● **Exercise aim**
Check every line in the records below for the word "Headless" and report how many have it, nothing more.

● **Given records**
[Start of section]
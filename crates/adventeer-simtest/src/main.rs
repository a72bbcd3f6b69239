//! Adventeer Headless Trail Harness
//!
//! Validates trail generation and map derivations without a browser or
//! backend, and dumps individual trails for inspection.
//!
//! Usage:
//!   cargo run -p adventeer-simtest
//!   cargo run -p adventeer-simtest -- check --verbose
//!   cargo run -p adventeer-simtest -- generate --identity abc --level 4
//!   cargo run -p adventeer-simtest -- render --identity abc --level 4 --out trail.svg
//!
//! Set `RUST_LOG=debug` to see per-trail generation logs.

use std::path::PathBuf;

use adventeer_logic::config::TrailConfig;
use adventeer_logic::constants::layout;
use adventeer_logic::map::{self, TrailMap, WaypointStatus};
use adventeer_logic::progression::{self, LevelProgress};
use adventeer_logic::render;
use adventeer_logic::trail::{self, TrailPoint};
use clap::{Parser, Subcommand};
use serde::Deserialize;
use tracing_subscriber::EnvFilter;

// ── Scenario manifest ───────────────────────────────────────────────────
const SCENARIOS_JSON: &str = include_str!("../../../data/trail_scenarios.json");

#[derive(Debug, Deserialize)]
struct Scenario {
    identity: String,
    level: u32,
    #[serde(default)]
    viewport_height: Option<f64>,
}

impl Scenario {
    fn height(&self, config: &TrailConfig) -> f64 {
        self.viewport_height.unwrap_or(config.viewport_height)
    }

    fn label(&self) -> String {
        format!("{:?}@{}", self.identity, self.level)
    }
}

// ── CLI ─────────────────────────────────────────────────────────────────

#[derive(Debug, Parser)]
#[command(name = "adventeer-simtest", about = "Headless treasure-trail harness")]
struct Cli {
    /// JSON file with `viewport_width` / `viewport_height`.
    #[arg(long, global = true)]
    config: Option<PathBuf>,

    #[arg(long, global = true)]
    viewport_width: Option<f64>,

    #[arg(long, global = true)]
    viewport_height: Option<f64>,

    #[command(subcommand)]
    command: Option<Command>,
}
[End of section]
● **Reply to the exercise**
2